The question for the area where the rye is growing in your area---where
are the native grass seeds going to come from, and what species are
currently growing amongst the cereal rye?  If it is mature Great Basin
wild rye, it is unlikely that you will get seedlings without a lot of
effort, but if it Bluebunch wheatgrass, there is a good chance.

Bluebunch wheatgrass is what is in the pictures,  growing to the horizon,
and cheatgrass-free, at http://www.ecoseeds.com/greatbasin.html  I would
try some tiny sown test plots of various native grasses amongst the cereal
rye, and see what you can do, at a lot of different sowing rates.

========

Tony wrote: We are also inundated with two other particularly out of
control plant species along our foothills (besides all of the normal ones
and too many others to list) including Linaria dalmatica and Euphorbia
myrsinities, both of which seem to like to grow over/under/in everything. 
How do we remove these from rock crevice habitats?

Reply:  What would normally grow in those rock crevices?  Probably some
native bunchgrass?  Our Western native bunchgrasses have a remarkably
strong effect against weeds, especially the broadleaf weeds.  Perhaps
Indian Ricegrass, Thurber's Stipa if they are local to your area, or a
local native Poa might do the trick?   I would try some tiny test plots in
the rock crevices with some of the native-rock-crevice grasses.

============

Tony wrote: We do have a few precious places with relatively intact
ecosystems where these weeds advance and invade nonetheless, i.e. a
healthy ecosystem (contrary what was traditionally taught) does not
necessarily seem to, sadly, be a defense against many of these invaders.

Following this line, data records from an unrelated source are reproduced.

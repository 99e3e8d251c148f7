use super::money::Money;
use super::tier::CommissionTier;
use chrono::{DateTime, Utc};
use serde::{Deserialize, Serialize};

/// A reseller's commission policy and running goal state.
///
/// `tiers` is a copy of the global default taken at creation time (or on an
/// explicit re-apply). It does not follow later changes to the default.
#[derive(Debug, Serialize, Deserialize, PartialEq, Clone)]
pub struct ResellerAccount {
    pub reseller: u32,
    #[serde(default)]
    pub name: Option<String>,
    #[serde(default)]
    pub tiers: Vec<CommissionTier>,
    #[serde(default)]
    pub goal_amount: Money,
    #[serde(default)]
    pub settlement_date: Option<DateTime<Utc>>,
    /// Items received through allotments since the last settlement request.
    #[serde(default)]
    pub items_received: u32,
    /// Sale value of the allotted stock still in the reseller's hands.
    #[serde(default)]
    pub stock_value: Money,
}

impl ResellerAccount {
    pub fn new(reseller: u32, tiers: Vec<CommissionTier>) -> Self {
        Self {
            reseller,
            name: None,
            tiers,
            goal_amount: Money::ZERO,
            settlement_date: None,
            items_received: 0,
            stock_value: Money::ZERO,
        }
    }

    /// Hands the items and stock value held so far over to a settlement.
    ///
    /// The account keeps nothing of what was taken, so a later settlement only
    /// sees allotments made after this one.
    pub fn take_stock(&mut self) -> (u32, Money) {
        let taken = (self.items_received, self.stock_value);
        self.items_received = 0;
        self.stock_value = Money::ZERO;
        taken
    }

    /// Closes the goal period after a completed settlement.
    pub fn close_period(&mut self) {
        self.goal_amount = Money::ZERO;
        self.settlement_date = None;
    }
}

Reply:  In doing my 1997 Megatransect at
http://www.ecoseeds.com/megatransect.html from California to South Dakota
and back, I also noted, what I called Pristine native areas, compared to
the rest of the cow and sheep-chewed West.

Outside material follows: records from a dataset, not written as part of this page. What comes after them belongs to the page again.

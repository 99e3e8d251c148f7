use super::reseller::ResellerAccount;
use super::sale::Sale;
use super::settlement::Settlement;
use super::tier::CommissionTier;
use crate::error::Result;
use async_trait::async_trait;

/// Reseller accounts plus the global default tier set.
#[async_trait]
pub trait ResellerStore: Send + Sync {
    async fn store(&self, account: ResellerAccount) -> Result<()>;
    async fn get(&self, reseller: u32) -> Result<Option<ResellerAccount>>;
    async fn get_all(&self) -> Result<Vec<ResellerAccount>>;
    async fn default_tiers(&self) -> Result<Vec<CommissionTier>>;
    async fn set_default_tiers(&self, tiers: Vec<CommissionTier>) -> Result<()>;
}

#[async_trait]
pub trait SaleStore: Send + Sync {
    async fn store(&self, sale: Sale) -> Result<()>;
    async fn get(&self, sale_id: u32) -> Result<Option<Sale>>;
    async fn exists(&self, sale_id: u32) -> Result<bool>;
    async fn remove(&self, sale_id: u32) -> Result<()>;
    async fn for_reseller(&self, reseller: u32) -> Result<Vec<Sale>>;
}

#[async_trait]
pub trait SettlementStore: Send + Sync {
    async fn store(&self, settlement: Settlement) -> Result<()>;
    async fn get(&self, reseller: u32, number: u32) -> Result<Option<Settlement>>;
    /// All settlements of a reseller, ordered by number.
    async fn for_reseller(&self, reseller: u32) -> Result<Vec<Settlement>>;
}

pub type ResellerStoreBox = Box<dyn ResellerStore>;
pub type SaleStoreBox = Box<dyn SaleStore>;
pub type SettlementStoreBox = Box<dyn SettlementStore>;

I call those Pristine relics, the Sacred-Places, that have been able to
withstand everything that we have dished out to them, so they deserve a
modicum of respect, able to survive our land-tsunami-like onslaught.

However, there is always something in the ecosystem puzzle missing in
those areas, anywhere where the Pristine relics occur in the USA in the
lower 48, and those holes in the puzzle are exactly where the weeds find a
place to get in.   The weeds fill an empty niche.

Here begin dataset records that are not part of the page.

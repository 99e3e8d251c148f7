//! Application layer: the commission engine, the installment reconciler and
//! the `LedgerService` that applies journal commands through the store ports.

pub mod commission;
pub mod ledger;
pub mod reconciler;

For example, on the Shaw property, the 4-6 species of native clovers are
missing, which allows the exotic clovers to fill that ecosystem vacancy,
until Mr. Shaw is able to reintroduce the native clovers back onto his
land.

It is not enough for an ecosystem understory to be relatively intact. 
That is like the spark plugs in your car engine were relatively put in,
maybe at the right number?

Your car needs exactly the right number of spark plugs, torqued into the
engine at the correct number of foot-pounds--and the ecosystem understory
also has to be precisely fitted together to function properly, to hold its
own against the weeds.

That is why we need professionals in the future, who can survey land, and
be able to give us the ecosystem understory recipe, of how much cover of
what native species we need on the land, to hold the ecosystem together,
against the weeds.

The proper percentage of cover of each native species, within any
non-riparian ecosystem, is a mathematical constant.